What you are asked to do
In the entries below, the lines from the one with "store.ping().await?;" through the one with "impl From<ObjectId> for" are to be copied exactly; both ends count.

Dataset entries
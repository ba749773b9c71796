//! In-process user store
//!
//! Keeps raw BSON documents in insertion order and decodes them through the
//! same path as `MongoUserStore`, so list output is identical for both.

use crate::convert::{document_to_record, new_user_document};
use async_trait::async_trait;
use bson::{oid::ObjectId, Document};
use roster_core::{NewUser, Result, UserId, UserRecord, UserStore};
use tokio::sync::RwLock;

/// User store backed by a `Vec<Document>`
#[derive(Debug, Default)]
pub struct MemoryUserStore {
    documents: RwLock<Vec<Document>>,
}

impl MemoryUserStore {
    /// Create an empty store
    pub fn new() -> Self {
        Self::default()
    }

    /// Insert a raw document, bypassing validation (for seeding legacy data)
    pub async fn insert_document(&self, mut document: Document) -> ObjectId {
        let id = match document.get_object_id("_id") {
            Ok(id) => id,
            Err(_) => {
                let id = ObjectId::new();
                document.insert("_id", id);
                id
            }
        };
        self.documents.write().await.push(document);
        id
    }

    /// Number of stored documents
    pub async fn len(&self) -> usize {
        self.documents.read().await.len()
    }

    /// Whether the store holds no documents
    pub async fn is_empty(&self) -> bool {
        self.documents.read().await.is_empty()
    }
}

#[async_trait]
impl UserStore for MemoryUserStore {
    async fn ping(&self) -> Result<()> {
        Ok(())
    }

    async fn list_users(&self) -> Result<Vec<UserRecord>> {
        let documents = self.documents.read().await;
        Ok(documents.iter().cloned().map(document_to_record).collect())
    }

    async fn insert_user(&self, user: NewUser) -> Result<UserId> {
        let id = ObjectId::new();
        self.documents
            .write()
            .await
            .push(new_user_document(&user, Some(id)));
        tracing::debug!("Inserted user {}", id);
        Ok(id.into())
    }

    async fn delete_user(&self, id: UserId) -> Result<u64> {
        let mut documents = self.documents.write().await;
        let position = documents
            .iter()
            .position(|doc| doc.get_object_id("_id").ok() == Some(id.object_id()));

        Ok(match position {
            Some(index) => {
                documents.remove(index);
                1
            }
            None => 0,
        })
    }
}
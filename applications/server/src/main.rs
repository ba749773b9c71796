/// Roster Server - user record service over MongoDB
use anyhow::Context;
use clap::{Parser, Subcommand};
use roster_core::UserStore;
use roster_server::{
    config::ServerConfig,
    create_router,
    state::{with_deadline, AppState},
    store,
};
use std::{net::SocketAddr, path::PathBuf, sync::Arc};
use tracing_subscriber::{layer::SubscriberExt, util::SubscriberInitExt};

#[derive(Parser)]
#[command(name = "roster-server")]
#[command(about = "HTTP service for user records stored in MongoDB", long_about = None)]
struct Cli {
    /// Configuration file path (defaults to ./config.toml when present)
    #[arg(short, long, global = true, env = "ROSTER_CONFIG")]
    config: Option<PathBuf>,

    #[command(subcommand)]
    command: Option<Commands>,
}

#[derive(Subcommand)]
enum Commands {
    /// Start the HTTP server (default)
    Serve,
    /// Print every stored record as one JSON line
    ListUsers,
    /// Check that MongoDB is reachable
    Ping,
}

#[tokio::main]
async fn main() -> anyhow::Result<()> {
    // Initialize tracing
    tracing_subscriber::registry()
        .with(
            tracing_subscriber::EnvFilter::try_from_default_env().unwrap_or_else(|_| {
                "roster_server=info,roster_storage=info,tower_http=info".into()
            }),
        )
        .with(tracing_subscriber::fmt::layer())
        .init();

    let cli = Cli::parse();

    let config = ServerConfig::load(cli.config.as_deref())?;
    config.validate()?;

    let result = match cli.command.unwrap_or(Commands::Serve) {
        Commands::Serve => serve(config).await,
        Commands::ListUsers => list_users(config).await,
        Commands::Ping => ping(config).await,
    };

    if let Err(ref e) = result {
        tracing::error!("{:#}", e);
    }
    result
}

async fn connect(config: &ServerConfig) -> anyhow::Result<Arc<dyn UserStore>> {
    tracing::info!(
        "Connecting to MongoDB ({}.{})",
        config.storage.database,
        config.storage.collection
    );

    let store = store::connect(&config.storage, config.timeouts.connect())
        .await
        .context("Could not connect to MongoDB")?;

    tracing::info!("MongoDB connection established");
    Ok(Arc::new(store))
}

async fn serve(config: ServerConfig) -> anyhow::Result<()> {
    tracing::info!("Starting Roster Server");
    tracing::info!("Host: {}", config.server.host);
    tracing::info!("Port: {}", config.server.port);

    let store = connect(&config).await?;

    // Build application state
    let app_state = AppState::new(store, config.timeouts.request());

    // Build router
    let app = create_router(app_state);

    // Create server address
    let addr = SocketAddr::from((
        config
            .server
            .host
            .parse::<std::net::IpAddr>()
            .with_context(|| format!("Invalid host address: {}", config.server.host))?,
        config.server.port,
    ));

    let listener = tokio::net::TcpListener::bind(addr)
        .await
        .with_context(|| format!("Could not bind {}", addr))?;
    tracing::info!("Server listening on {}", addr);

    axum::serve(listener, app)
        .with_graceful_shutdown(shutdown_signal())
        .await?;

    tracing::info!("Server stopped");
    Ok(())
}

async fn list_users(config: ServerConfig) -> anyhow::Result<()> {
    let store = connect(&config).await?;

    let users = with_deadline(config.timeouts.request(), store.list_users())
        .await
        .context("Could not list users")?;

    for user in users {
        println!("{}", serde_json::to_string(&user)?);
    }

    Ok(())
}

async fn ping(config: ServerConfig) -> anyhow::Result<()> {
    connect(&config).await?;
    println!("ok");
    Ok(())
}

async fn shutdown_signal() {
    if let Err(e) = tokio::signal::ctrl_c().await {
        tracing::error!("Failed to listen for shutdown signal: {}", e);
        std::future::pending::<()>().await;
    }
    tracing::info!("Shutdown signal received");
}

---

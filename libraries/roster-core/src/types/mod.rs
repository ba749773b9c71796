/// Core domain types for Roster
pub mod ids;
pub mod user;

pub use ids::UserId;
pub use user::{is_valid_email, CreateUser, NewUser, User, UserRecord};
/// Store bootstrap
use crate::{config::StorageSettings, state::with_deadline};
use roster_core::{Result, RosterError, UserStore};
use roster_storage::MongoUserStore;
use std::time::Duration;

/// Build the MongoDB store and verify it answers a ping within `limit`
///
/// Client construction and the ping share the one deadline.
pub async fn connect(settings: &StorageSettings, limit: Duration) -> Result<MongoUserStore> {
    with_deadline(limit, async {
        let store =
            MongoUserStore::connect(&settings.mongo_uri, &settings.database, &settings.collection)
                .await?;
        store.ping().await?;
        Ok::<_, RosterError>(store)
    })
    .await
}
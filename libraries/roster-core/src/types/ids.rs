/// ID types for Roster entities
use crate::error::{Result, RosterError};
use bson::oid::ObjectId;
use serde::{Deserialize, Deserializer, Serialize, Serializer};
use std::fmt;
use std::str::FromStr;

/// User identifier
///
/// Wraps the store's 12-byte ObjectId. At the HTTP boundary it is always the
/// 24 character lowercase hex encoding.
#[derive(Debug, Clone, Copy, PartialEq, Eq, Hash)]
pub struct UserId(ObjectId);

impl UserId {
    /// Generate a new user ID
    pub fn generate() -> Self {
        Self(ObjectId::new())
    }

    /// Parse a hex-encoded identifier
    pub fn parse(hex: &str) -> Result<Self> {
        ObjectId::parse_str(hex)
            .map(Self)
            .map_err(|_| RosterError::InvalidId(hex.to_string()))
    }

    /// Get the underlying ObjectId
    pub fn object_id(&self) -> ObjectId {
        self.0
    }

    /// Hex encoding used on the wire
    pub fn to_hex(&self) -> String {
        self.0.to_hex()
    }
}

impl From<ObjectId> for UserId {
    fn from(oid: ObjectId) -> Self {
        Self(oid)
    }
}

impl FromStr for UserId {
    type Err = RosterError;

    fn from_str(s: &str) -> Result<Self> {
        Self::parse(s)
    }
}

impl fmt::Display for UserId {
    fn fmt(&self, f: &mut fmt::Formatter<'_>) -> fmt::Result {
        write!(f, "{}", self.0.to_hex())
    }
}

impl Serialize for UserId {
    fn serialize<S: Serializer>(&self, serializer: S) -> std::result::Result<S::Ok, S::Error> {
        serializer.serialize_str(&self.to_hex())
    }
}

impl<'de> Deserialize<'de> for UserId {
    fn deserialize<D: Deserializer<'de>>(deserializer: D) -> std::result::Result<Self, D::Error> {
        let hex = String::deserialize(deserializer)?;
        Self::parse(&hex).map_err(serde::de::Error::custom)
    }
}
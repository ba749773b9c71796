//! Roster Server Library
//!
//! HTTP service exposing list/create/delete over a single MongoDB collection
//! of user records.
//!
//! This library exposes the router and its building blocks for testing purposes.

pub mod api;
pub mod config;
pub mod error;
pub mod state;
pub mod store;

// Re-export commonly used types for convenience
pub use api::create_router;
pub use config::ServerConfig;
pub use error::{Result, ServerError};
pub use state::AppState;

Worked solution
        store.ping().await?;
        Ok::<_, RosterError>(store)
    })
    .await
}
filename libraries/roster-core/src/types/ids.rs
/// ID types for Roster entities
use crate::error::{Result, RosterError};
use bson::oid::ObjectId;
use serde::{Deserialize, Deserializer, Serialize, Serializer};
use std::fmt;
use std::str::FromStr;

/// User identifier
///
/// Wraps the store's 12-byte ObjectId. At the HTTP boundary it is always the
/// 24 character lowercase hex encoding.
#[derive(Debug, Clone, Copy, PartialEq, Eq, Hash)]
pub struct UserId(ObjectId);

impl UserId {
    /// Generate a new user ID
    pub fn generate() -> Self {
        Self(ObjectId::new())
    }

    /// Parse a hex-encoded identifier
    pub fn parse(hex: &str) -> Result<Self> {
        ObjectId::parse_str(hex)
            .map(Self)
            .map_err(|_| RosterError::InvalidId(hex.to_string()))
    }

    /// Get the underlying ObjectId
    pub fn object_id(&self) -> ObjectId {
        self.0
    }

    /// Hex encoding used on the wire
    pub fn to_hex(&self) -> String {
        self.0.to_hex()
    }
}

impl From<ObjectId> for UserId {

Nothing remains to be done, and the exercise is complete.